The movies keep giving us grief. Four releases in the last month have dealt with mourning and loss — The Mothman Prophecies, Collateral Damage, Dragonfly, and now Italian filmmaker Nanni Moretti’s The Son’s Room. The many Oscar nominations for last year’s In the Bedroom crown the surfeit of consoling cinema that’s been serendipitously available post–September 11.
Of these releases, Moretti’s film, which won the Palme d’Or last year at Cannes, might be the most thoughtful and the least satisfying. Like In the Bedroom, it confronts the subject realistically, but it doesn’t submit to that film’s solution of easy catharsis. Instead, Moretti examines with mostly detached and unsentimental lucidity the anguish and impulses, the violation and the healing, of the suddenly bereft.
As such it’s a drastic departure for this director, whose two films released here, the memoiristic documentaries Caro diario (1994) and Aprile (1998), have earned him the misnomer "the Italian Woody Allen." Uneven rambles from whimsy to would-be social commentary, from self-indulgence to self-depreciation to self-righteousness, those two efforts are barely redeemed by winsome irony.

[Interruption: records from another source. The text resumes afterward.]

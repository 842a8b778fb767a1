//! Contact form submission flow.
//!
//! [`ContactController::begin`] disables the submit button synchronously and
//! hands back a [`SendingGuard`]. The guard puts the original button back when
//! it drops, so every way out of [`ContactController::complete`] restores it.

use log::{error, info};

use crate::contact::error::SubmitError;
use crate::contact::fields::FormFieldSet;
use crate::contact::relay::FormRelay;
use crate::contact::status::{SubmissionStatus, SubmitControl};

/// The parts of the page the submission flow touches.
pub trait ContactView {
    fn set_submit_control(&self, control: SubmitControl);
    fn show_status(&self, status: SubmissionStatus);
    fn clear_fields(&self);
}

#[must_use = "dropping the guard re-enables the submit button immediately"]
pub struct SendingGuard<V: ContactView> {
    view: V,
    original: SubmitControl,
}

impl<V: ContactView> SendingGuard<V> {
    pub fn engage(view: V, current: SubmitControl) -> Self {
        let original = SubmitControl { disabled: false, ..current };
        view.set_submit_control(SubmitControl::sending());
        view.show_status(SubmissionStatus::Sending);
        Self { view, original }
    }
}

impl<V: ContactView> Drop for SendingGuard<V> {
    fn drop(&mut self) {
        self.view.set_submit_control(self.original.clone());
    }
}

#[derive(Clone)]
pub struct ContactController<R, V> {
    relay: R,
    view: V,
}

impl<R, V> ContactController<R, V>
where
    R: FormRelay,
    V: ContactView + Clone,
{
    pub fn new(relay: R, view: V) -> Self {
        Self { relay, view }
    }

    pub fn begin(&self, current: SubmitControl) -> SendingGuard<V> {
        SendingGuard::engage(self.view.clone(), current)
    }

    /// One attempt, no retry. Errors are reported to the visitor here and
    /// returned only so callers can log or test them.
    pub async fn complete(
        &self,
        guard: SendingGuard<V>,
        fields: FormFieldSet,
    ) -> Result<(), SubmitError> {
        let _guard = guard;

        let outcome = match self.relay.submit(&fields).await {
            Ok(reply) => reply.into_result(),
            Err(e) => Err(e),
        };

        match &outcome {
            Ok(message) => {
                info!(
                    "Form submitted successfully{}",
                    message.as_deref().map(|m| format!(": {}", m)).unwrap_or_default()
                );
                self.view.show_status(SubmissionStatus::Success);
                self.view.clear_fields();
            }
            Err(e) => {
                error!("Form submission error: {}", e);
                self.view.show_status(SubmissionStatus::Error);
            }
        }

        outcome.map(|_| ())
    }
}

#[cfg(test)]
mod tests {
    use super::*;
    use crate::contact::fields::ContactFields;
    use crate::contact::relay::{RelayBody, RelayReply};
    use futures::executor::block_on;
    use serde_json::json;
    use std::cell::RefCell;
    use std::rc::Rc;

    #[derive(Debug, Clone, PartialEq)]
    enum Event {
        Control(SubmitControl),
        Status(SubmissionStatus),
        Cleared,
    }

    #[derive(Clone, Default)]
    struct RecordingView {
        events: Rc<RefCell<Vec<Event>>>,
    }

    impl RecordingView {
        fn events(&self) -> Vec<Event> {
            self.events.borrow().clone()
        }

        fn enabled_count(&self) -> usize {
            self.events()
                .iter()
                .filter(|e| matches!(e, Event::Control(c) if !c.disabled))
                .count()
        }
    }

    impl ContactView for RecordingView {
        fn set_submit_control(&self, control: SubmitControl) {
            self.events.borrow_mut().push(Event::Control(control));
        }
        fn show_status(&self, status: SubmissionStatus) {
            self.events.borrow_mut().push(Event::Status(status));
        }
        fn clear_fields(&self) {
            self.events.borrow_mut().push(Event::Cleared);
        }
    }

    struct FakeRelay {
        reply: Result<(u16, serde_json::Value), SubmitError>,
        seen: RefCell<Vec<FormFieldSet>>,
    }

    impl FakeRelay {
        fn answering(body: serde_json::Value) -> Self {
            Self::answering_with(200, body)
        }

        fn answering_with(status: u16, body: serde_json::Value) -> Self {
            Self { reply: Ok((status, body)), seen: RefCell::new(Vec::new()) }
        }

        fn unreachable() -> Self {
            Self {
                reply: Err(SubmitError::Transport("connection refused".into())),
                seen: RefCell::new(Vec::new()),
            }
        }
    }

    impl FormRelay for &FakeRelay {
        async fn submit(&self, fields: &FormFieldSet) -> Result<RelayReply, SubmitError> {
            self.seen.borrow_mut().push(fields.clone());
            self.reply.clone().map(|(status, body)| {
                let body: RelayBody = serde_json::from_value(body).unwrap();
                RelayReply::interpret(status, body)
            })
        }
    }

    fn run<V: ContactView + Clone>(
        controller: &ContactController<&FakeRelay, V>,
        label: &str,
    ) -> Result<(), SubmitError> {
        let guard = controller.begin(SubmitControl::ready(label));
        block_on(controller.complete(guard, filled().to_field_set()))
    }

    fn filled() -> ContactFields {
        ContactFields {
            name: "Ada Lovelace".into(),
            email: "ada@example.com".into(),
            phone: "(555) 123-4567".into(),
            company: "Engines Ltd".into(),
            service: "automation".into(),
            message: "Let's talk".into(),
        }
    }

    #[test]
    fn success_clears_fields_and_restores_button() {
        let relay = FakeRelay::answering(json!({"success": true}));
        let view = RecordingView::default();
        let controller = ContactController::new(&relay, view.clone());

        let result = run(&controller, "Send Message");

        assert_eq!(result, Ok(()));
        assert_eq!(
            view.events(),
            vec![
                Event::Control(SubmitControl::sending()),
                Event::Status(SubmissionStatus::Sending),
                Event::Status(SubmissionStatus::Success),
                Event::Cleared,
                Event::Control(SubmitControl::ready("Send Message")),
            ]
        );
        assert_eq!(relay.seen.borrow().len(), 1);
        assert_eq!(relay.seen.borrow()[0].get("email"), Some("ada@example.com"));
    }

    #[test]
    fn rejection_keeps_fields_and_restores_button() {
        let relay = FakeRelay::answering(json!({"success": false, "message": "spam"}));
        let view = RecordingView::default();
        let controller = ContactController::new(&relay, view.clone());

        let result = run(&controller, "Send");

        assert_eq!(result, Err(SubmitError::Application(Some("spam".into()))));
        let events = view.events();
        assert!(events.contains(&Event::Status(SubmissionStatus::Error)));
        assert!(!events.contains(&Event::Cleared));
        assert_eq!(events.last(), Some(&Event::Control(SubmitControl::ready("Send"))));
        assert_eq!(view.enabled_count(), 1);
    }

    #[test]
    fn unreachable_relay_shows_error_once() {
        let relay = FakeRelay::unreachable();
        let view = RecordingView::default();
        let controller = ContactController::new(&relay, view.clone());

        let result = run(&controller, "Send");

        assert!(matches!(result, Err(SubmitError::Transport(_))));
        assert_eq!(relay.seen.borrow().len(), 1);
        assert!(!view.events().contains(&Event::Cleared));
        assert!(view.events().contains(&Event::Status(SubmissionStatus::Error)));
        assert_eq!(view.enabled_count(), 1);
    }

    #[test]
    fn server_error_status_keeps_fields_despite_truthy_body() {
        let relay = FakeRelay::answering_with(503, json!({"success": true}));
        let view = RecordingView::default();
        let controller = ContactController::new(&relay, view.clone());

        let result = run(&controller, "Send");

        assert_eq!(
            result,
            Err(SubmitError::Application(Some("HTTP status 503".into())))
        );
        let events = view.events();
        assert!(events.contains(&Event::Status(SubmissionStatus::Error)));
        assert!(!events.contains(&Event::Status(SubmissionStatus::Success)));
        assert!(!events.contains(&Event::Cleared));
        assert_eq!(view.enabled_count(), 1);
    }

    #[test]
    fn button_is_disabled_before_any_request() {
        let relay = FakeRelay::answering(json!({"success": true}));
        let view = RecordingView::default();
        let controller = ContactController::new(&relay, view.clone());

        let guard = controller.begin(SubmitControl::ready("Send"));
        assert_eq!(view.events().first(), Some(&Event::Control(SubmitControl::sending())));
        assert!(relay.seen.borrow().is_empty());
        assert_eq!(view.enabled_count(), 0);

        let _ = block_on(controller.complete(guard, filled().to_field_set()));
        assert_eq!(view.enabled_count(), 1);
    }

    #[test]
    fn dropped_guard_restores_original_label() {
        let view = RecordingView::default();
        let guard = SendingGuard::engage(view.clone(), SubmitControl::ready("Get in touch"));
        drop(guard);
        assert_eq!(
            view.events().last(),
            Some(&Event::Control(SubmitControl::ready("Get in touch")))
        );
    }
}
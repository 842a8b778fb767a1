use wasm_bindgen::JsCast;
use web_sys::HtmlElement;
use yew::prelude::*;
use yew_hooks::prelude::*;

use crate::config;
use crate::effects::anchor::AnchorLink;
use crate::effects::debounce::Debouncer;
use crate::effects::scroll_y;

pub const NAV_LINKS: [(&str, &str); 5] = [
    ("#services", "Services"),
    ("#why-us", "Why Us"),
    ("#process", "Process"),
    ("#testimonials", "Testimonials"),
    ("#contact", "Contact"),
];

#[derive(Clone, Debug, PartialEq)]
pub struct SectionBounds {
    pub id: String,
    pub top: f64,
    pub height: f64,
}

pub fn is_scrolled(scroll_y: f64) -> bool {
    scroll_y > config::NAV_SHADOW_AFTER_PX
}

/// Ids of the sections whose band contains `scroll_y`. Bands start 100px
/// above the section so the link lights up just before it reaches the top.
pub fn active_sections(scroll_y: f64, sections: &[SectionBounds]) -> Vec<String> {
    sections
        .iter()
        .filter(|s| {
            let top = s.top - config::SECTION_ACTIVE_OFFSET_PX;
            scroll_y > top && scroll_y <= top + s.height
        })
        .map(|s| s.id.clone())
        .collect()
}

fn measure_sections() -> Vec<SectionBounds> {
    let Some(list) = web_sys::window()
        .and_then(|w| w.document())
        .and_then(|d| d.query_selector_all("section[id]").ok())
    else {
        return Vec::new();
    };

    (0..list.length())
        .filter_map(|i| list.item(i))
        .filter_map(|node| node.dyn_into::<HtmlElement>().ok())
        .map(|el| SectionBounds {
            id: el.id(),
            top: f64::from(el.offset_top()),
            height: f64::from(el.offset_height()),
        })
        .collect()
}

#[function_component(Nav)]
pub fn nav() -> Html {
    let scrolled = use_state_eq(|| false);
    let menu_open = use_state_eq(|| false);
    let active = use_state_eq(Vec::<String>::new);
    let debouncer = use_mut_ref(|| Debouncer::new(config::NAV_HIGHLIGHT_DEBOUNCE_MS));

    let highlight = {
        let active = active.clone();
        Callback::from(move |_: ()| {
            active.set(active_sections(scroll_y(), &measure_sections()));
        })
    };

    {
        let scrolled = scrolled.clone();
        let debouncer = debouncer.clone();
        use_event_with_window("scroll", move |_: Event| {
            scrolled.set(is_scrolled(scroll_y()));
            highlight.emit(());
            let trailing = highlight.clone();
            debouncer.borrow_mut().call(move || trailing.emit(()));
        });
    }

    {
        use_effect_with_deps(
            move |_| {
                move || debouncer.borrow_mut().cancel()
            },
            (),
        );
    }

    {
        let menu_open = menu_open.clone();
        use_event_with_window("keydown", move |e: KeyboardEvent| {
            if e.key() == "Escape" && *menu_open {
                menu_open.set(false);
            }
        });
    }

    let toggle_menu = {
        let menu_open = menu_open.clone();
        Callback::from(move |e: MouseEvent| {
            e.prevent_default();
            menu_open.set(!*menu_open);
        })
    };

    let close_menu = {
        let menu_open = menu_open.clone();
        Callback::from(move |_: ()| menu_open.set(false))
    };

    html! {
        <nav class={classes!("navbar", (*scrolled).then(|| "scrolled"))}>
            <div class="nav-container">
                <AnchorLink href="#home" class="logo">
                    {"Yukto"}
                </AnchorLink>
                <div class={classes!("nav-links", (*menu_open).then(|| "active"))}>
                    { for NAV_LINKS.iter().map(|(href, label)| {
                        let is_active = anchor_is_active(href, &active);
                        html! {
                            <AnchorLink
                                href={*href}
                                class={classes!(is_active.then(|| "active"))}
                                on_navigate={close_menu.clone()}
                            >
                                {*label}
                            </AnchorLink>
                        }
                    }) }
                </div>
                <button
                    class={classes!("mobile-menu-btn", (*menu_open).then(|| "active"))}
                    aria-label="Toggle menu"
                    onclick={toggle_menu}
                >
                    <span></span>
                    <span></span>
                    <span></span>
                </button>
            </div>
        </nav>
    }
}

fn anchor_is_active(href: &str, active: &[String]) -> bool {
    href.strip_prefix('#')
        .map_or(false, |id| active.iter().any(|a| a == id))
}

#[cfg(test)]
mod tests {
    use super::*;

    fn section(id: &str, top: f64, height: f64) -> SectionBounds {
        SectionBounds { id: id.to_string(), top, height }
    }

    #[test]
    fn shadow_starts_past_fifty_pixels() {
        assert!(!is_scrolled(0.0));
        assert!(!is_scrolled(50.0));
        assert!(is_scrolled(50.5));
    }

    #[test]
    fn section_band_is_shifted_up_by_offset() {
        let sections = vec![section("services", 800.0, 600.0), section("contact", 1400.0, 500.0)];

        assert!(active_sections(700.0, &sections).is_empty());
        assert_eq!(active_sections(701.0, &sections), vec!["services"]);
        assert_eq!(active_sections(1300.0, &sections), vec!["services"]);
        assert_eq!(active_sections(1301.0, &sections), vec!["contact"]);
        assert!(active_sections(1801.0, &sections).is_empty());
    }

    #[test]
    fn link_matches_active_section_id() {
        let active = vec!["contact".to_string()];
        assert!(anchor_is_active("#contact", &active));
        assert!(!anchor_is_active("#services", &active));
        assert!(!anchor_is_active("contact", &active));
    }
}
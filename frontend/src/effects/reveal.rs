use gloo_timers::callback::Timeout;
use wasm_bindgen::prelude::*;
use wasm_bindgen::JsCast;
use web_sys::js_sys::Array;
use web_sys::{Element, HtmlElement, IntersectionObserver, IntersectionObserverEntry, IntersectionObserverInit};
use yew::prelude::*;

pub const REVEAL_SELECTOR: &str =
    ".problem-card, .service-card, .why-card, .testimonial-card, .visual-card";
const REVEAL_THRESHOLD: f64 = 0.1;
const REVEAL_ROOT_MARGIN: &str = "0px 0px -100px 0px";

const STATS_SELECTOR: &str = ".hero-stats";
const STATS_THRESHOLD: f64 = 0.5;
const STAT_FADE_DELAY_MS: u32 = 100;

type EntryCallback = Closure<dyn FnMut(Array, IntersectionObserver)>;

/// Live observer plus the closure it calls into. Disconnects on drop.
pub struct Observation {
    observer: IntersectionObserver,
    _callback: EntryCallback,
}

impl Drop for Observation {
    fn drop(&mut self) {
        self.observer.disconnect();
    }
}

fn observe<F>(selector: &str, threshold: f64, root_margin: Option<&str>, mut on_entry: F) -> Option<Observation>
where
    F: FnMut(&IntersectionObserverEntry) + 'static,
{
    let document = web_sys::window()?.document()?;

    let callback: EntryCallback = Closure::wrap(Box::new(move |entries: Array, _observer: IntersectionObserver| {
        for entry in entries.iter() {
            if let Ok(entry) = entry.dyn_into::<IntersectionObserverEntry>() {
                on_entry(&entry);
            }
        }
    }) as Box<dyn FnMut(Array, IntersectionObserver)>);

    let init = IntersectionObserverInit::new();
    init.set_threshold(&JsValue::from_f64(threshold));
    if let Some(margin) = root_margin {
        init.set_root_margin(margin);
    }

    let observer = match IntersectionObserver::new_with_options(callback.as_ref().unchecked_ref(), &init) {
        Ok(observer) => observer,
        Err(e) => {
            log::error!("IntersectionObserver unavailable: {:?}", e);
            return None;
        }
    };

    let targets = document.query_selector_all(selector).ok()?;
    for i in 0..targets.length() {
        if let Some(el) = targets.item(i).and_then(|n| n.dyn_into::<Element>().ok()) {
            observer.observe(&el);
        }
    }

    Some(Observation { observer, _callback: callback })
}

fn fade_in_stats() {
    let Some(stats) = web_sys::window()
        .and_then(|w| w.document())
        .and_then(|d| d.query_selector_all(".stat-number").ok())
    else {
        return;
    };

    for i in 0..stats.length() {
        let Some(stat) = stats.item(i).and_then(|n| n.dyn_into::<HtmlElement>().ok()) else {
            continue;
        };
        let _ = stat.style().set_property("opacity", "0");
        Timeout::new(STAT_FADE_DELAY_MS, move || {
            let style = stat.style();
            let _ = style.set_property("transition", "opacity 0.6s ease-out");
            let _ = style.set_property("opacity", "1");
        })
        .forget();
    }
}

/// Fades cards in as they scroll into view, and the hero stats the first
/// time they're half visible.
#[hook]
pub fn use_reveal_on_scroll() {
    use_effect_with_deps(
        |_| {
            let cards = observe(REVEAL_SELECTOR, REVEAL_THRESHOLD, Some(REVEAL_ROOT_MARGIN), |entry| {
                if entry.is_intersecting() {
                    let _ = entry.target().class_list().add_1("fade-in");
                }
            });

            let stats = observe(STATS_SELECTOR, STATS_THRESHOLD, None, |entry| {
                let target = entry.target();
                if entry.is_intersecting() && !target.class_list().contains("animated") {
                    let _ = target.class_list().add_1("animated");
                    fade_in_stats();
                }
            });

            move || {
                drop(cards);
                drop(stats);
            }
        },
        (),
    );
}
pub mod anchor;
pub mod counter;
pub mod debounce;
pub mod nav;
pub mod parallax;
pub mod phone;
pub mod reveal;
pub mod scroll_top;
pub mod tilt;

use web_sys::{ScrollBehavior, ScrollToOptions};

/// Current vertical scroll offset, 0 when there's no window.
pub fn scroll_y() -> f64 {
    web_sys::window()
        .and_then(|w| w.scroll_y().ok())
        .unwrap_or(0.0)
}

pub fn smooth_scroll_to(top: f64) {
    if let Some(window) = web_sys::window() {
        let options = ScrollToOptions::new();
        options.set_top(top);
        options.set_behavior(ScrollBehavior::Smooth);
        window.scroll_to_with_scroll_to_options(&options);
    }
}
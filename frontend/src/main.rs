use gloo_timers::callback::Timeout;
use log::info;
use web_sys::window;
use yew::prelude::*;

mod config;
mod contact;
mod effects;
mod pages {
    pub mod home;
}

use effects::nav::Nav;
use effects::scroll_top::ScrollToTop;
use pages::home::Home;

const BODY_FADE_DELAY_MS: u32 = 100;

/// Start transparent and fade the page in once it's mounted.
fn fade_in_body() {
    let Some(body) = window().and_then(|w| w.document()).and_then(|d| d.body()) else {
        return;
    };
    let _ = body.style().set_property("opacity", "0");
    Timeout::new(BODY_FADE_DELAY_MS, move || {
        let style = body.style();
        let _ = style.set_property("transition", "opacity 0.5s ease-in");
        let _ = style.set_property("opacity", "1");
    })
    .forget();
}

fn greet_console() {
    gloo_console::log!("%c👋 Hey there!", "font-size: 24px; font-weight: bold; color: #3b82f6;");
    gloo_console::log!("%c🚀 Looking to automate your business?", "font-size: 16px; color: #8b5cf6;");
    gloo_console::log!(
        format!("%cLet's talk: {}", config::FALLBACK_EMAIL),
        "font-size: 14px; color: #64748b;"
    );
}

#[function_component]
fn App() -> Html {
    use_effect_with_deps(
        |_| {
            fade_in_body();
            gloo_console::log!(
                "%c✨ Yukto website loaded successfully!",
                "font-size: 14px; color: #10b981; font-weight: bold;"
            );
            || ()
        },
        (),
    );

    html! {
        <>
            <Nav />
            <Home />
            <ScrollToTop />
        </>
    }
}

fn main() {
    console_error_panic_hook::set_once();

    if let Err(e) = console_log::init_with_level(config::log_level()) {
        gloo_console::error!(format!("error initializing log: {}", e));
    }

    greet_console();
    info!("Starting application");
    yew::Renderer::<App>::new().render();
}
use gloo_net::http::Request;
use serde::Deserialize;
use serde_json::Value;

use crate::config;
use crate::contact::error::SubmitError;
use crate::contact::fields::FormFieldSet;

/// JSON body the relay answers with.
#[derive(Debug, Default, Deserialize)]
pub struct RelayBody {
    #[serde(default)]
    pub success: Value,
    #[serde(default)]
    pub message: Option<String>,
}

/// What the relay said about a submission it received.
#[derive(Clone, Debug, PartialEq)]
pub struct RelayReply {
    pub success: bool,
    pub message: Option<String>,
}

impl RelayReply {
    /// A submission only counts when the HTTP status is 2xx and `success`
    /// is truthy in the JS sense, so `1` or `"true"` count too.
    pub fn interpret(status: u16, body: RelayBody) -> Self {
        let status_ok = (200..300).contains(&status);
        let success = status_ok && is_truthy(&body.success);
        let message = match body.message {
            Some(m) => Some(m),
            None if !status_ok => Some(format!("HTTP status {}", status)),
            None => None,
        };
        Self { success, message }
    }

    pub fn into_result(self) -> Result<Option<String>, SubmitError> {
        if self.success {
            Ok(self.message)
        } else {
            Err(SubmitError::Application(self.message))
        }
    }
}

fn is_truthy(value: &Value) -> bool {
    match value {
        Value::Null => false,
        Value::Bool(b) => *b,
        Value::Number(n) => n.as_f64().map_or(false, |f| f != 0.0 && !f.is_nan()),
        Value::String(s) => !s.is_empty(),
        Value::Array(_) | Value::Object(_) => true,
    }
}

/// Anything that can deliver a contact form somewhere.
#[allow(async_fn_in_trait)]
pub trait FormRelay {
    async fn submit(&self, fields: &FormFieldSet) -> Result<RelayReply, SubmitError>;
}

#[derive(Clone, Debug)]
pub struct Web3FormsRelay {
    endpoint: String,
}

impl Web3FormsRelay {
    pub fn new(endpoint: impl Into<String>) -> Self {
        Self { endpoint: endpoint.into() }
    }
}

impl Default for Web3FormsRelay {
    fn default() -> Self {
        Self::new(config::FORM_RELAY_URL)
    }
}

impl FormRelay for Web3FormsRelay {
    async fn submit(&self, fields: &FormFieldSet) -> Result<RelayReply, SubmitError> {
        let body = fields
            .to_form_data()
            .map_err(|e| SubmitError::Transport(format!("could not build form data: {:?}", e)))?;

        let response = Request::post(&self.endpoint)
            .body(body)
            .send()
            .await
            .map_err(|e| SubmitError::Transport(e.to_string()))?;

        let status = response.status();
        log::debug!("Form relay answered with status {}", status);

        let body = response
            .json::<RelayBody>()
            .await
            .map_err(|e| SubmitError::Transport(format!("status {}: {}", status, e)))?;

        Ok(RelayReply::interpret(status, body))
    }
}
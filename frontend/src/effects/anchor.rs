use wasm_bindgen::JsCast;
use web_sys::HtmlElement;
use yew::prelude::*;

use crate::config;
use crate::effects::smooth_scroll_to;

/// Element id an in-page link points at. A bare `#` points nowhere.
pub fn anchor_target(href: &str) -> Option<&str> {
    match href.strip_prefix('#') {
        Some(id) if !id.is_empty() => Some(id),
        _ => None,
    }
}

/// Where to scroll so the target clears the fixed navbar.
pub fn anchor_scroll_top(offset_top: f64) -> f64 {
    offset_top - config::NAV_FIXED_OFFSET_PX
}

pub fn scroll_to_anchor(href: &str) {
    let Some(id) = anchor_target(href) else {
        return;
    };
    let target = web_sys::window()
        .and_then(|w| w.document())
        .and_then(|d| d.get_element_by_id(id))
        .and_then(|el| el.dyn_into::<HtmlElement>().ok());

    match target {
        Some(el) => smooth_scroll_to(anchor_scroll_top(f64::from(el.offset_top()))),
        None => log::debug!("No anchor target for {}", href),
    }
}

#[derive(Properties, PartialEq)]
pub struct AnchorLinkProps {
    pub href: AttrValue,
    #[prop_or_default]
    pub class: Classes,
    #[prop_or_default]
    pub on_navigate: Option<Callback<()>>,
    #[prop_or_default]
    pub children: Children,
}

/// `<a href="#...">` that scrolls smoothly instead of jumping.
#[function_component(AnchorLink)]
pub fn anchor_link(props: &AnchorLinkProps) -> Html {
    let onclick = {
        let href = props.href.clone();
        let on_navigate = props.on_navigate.clone();
        Callback::from(move |e: MouseEvent| {
            e.prevent_default();
            scroll_to_anchor(&href);
            if let Some(cb) = &on_navigate {
                cb.emit(());
            }
        })
    };

    html! {
        <a href={props.href.clone()} class={props.class.clone()} onclick={onclick}>
            { for props.children.iter() }
        </a>
    }
}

Not so Room, a fictional feature austerely written and directed and free of the whimsies. Moretti himself stars (as he does in all his films) as Giovanni, an oppressively well-adjusted psychotherapist and family man. Wife Paola (Laura Morante) is gorgeous and wise; daughter Irene (Jasmine Trinca) is athletic and level-headed; son Andrea (Giuseppe Sanfelice) is bright and spirited. The patients are another matter — a suicidal depressive, a violent sex addict, an obsessive-compulsive, etc. Giovanni helps them beat their heads against the walls of their mental prisons. Although ineffectual, he’s respected and well paid.
Cracks appear in the blithe surface. The school suspects Andrea of stealing a fossil from its collection, but he’s cleared. Uneasiness lingers. It’s the depressive whose call alters Giovanni’s plan to take a Saturday-morning jog with Andrea. The doctor dutifully makes a house call (HMOs apparently haven’t caught up with Italy yet) to calm the man’s jitters, Andrea takes off on his scuba-diving expedition, and then the darkness falls. Doctor, heal thyself — it’s one thing to listen patiently to the hopeless woes of others, but how do you find clarity when the victim is yourself?
There are no answers, and neither does Moretti offer any — certainly none of the near-platitudes his character cooks up for his clients. But the details here are as inevitable and precise as the bolts and the solder that seal the dead boy’s coffin in one of the film’s mutely eloquent moments. The seven stages of grief may be a pop-psychology cliché, but here they resound with terrible validity. The death poisons everything, as Giovanni makes all the mistakes he would counsel his patients against in dealing with it, blaming himself for not taking that jog with Andrea and maybe altering his fate, blaming the hapless patient for dragging him away, blaming a small rubber plug in the diving equipment that might have been defective. Awareness of his folly, though, only makes a mockery of the suffering, and it chips away at his practice, his marriage, and his family.
Perhaps too literally. The film doesn’t need to smash crockery to make its point. Also iffy is the love letter Andrea receives posthumously; it prompts Paola to make a desperate, half-understood attempt to bring her boy back to life, if only vicariously. Ignoring Giovanni’s embittered, almost contemptuous advice, Paola calls the girl, a brief summer romance, and repels her with her own need. Morante brilliantly portrays Paola’s compulsion as both predatory and pathetic, but her performance doesn’t erase the suspicion that this is one plot twist that’s going to end with hugs all around.
Sometimes hugs get the job done, however, especially if they are accompanied by a recognition of the sadness, fear, and mystery they seek to embrace. In his rendition of this universal tragedy, Moretti quietly drops enigmas that are both inconsequential and resonant, that answer nothing but question everything. Why was the fossil stolen? What was Andrea looking for in that underwater cave? Why does Giovanni buy Brian Eno’s soothing and sinister "Down by the River" to commemorate Andrea and then never play it? And what of the son’s room itself? Such mysteries might not provide hope or restitution, but like the long ride through the tunnel that concludes the film, they do open to beauty.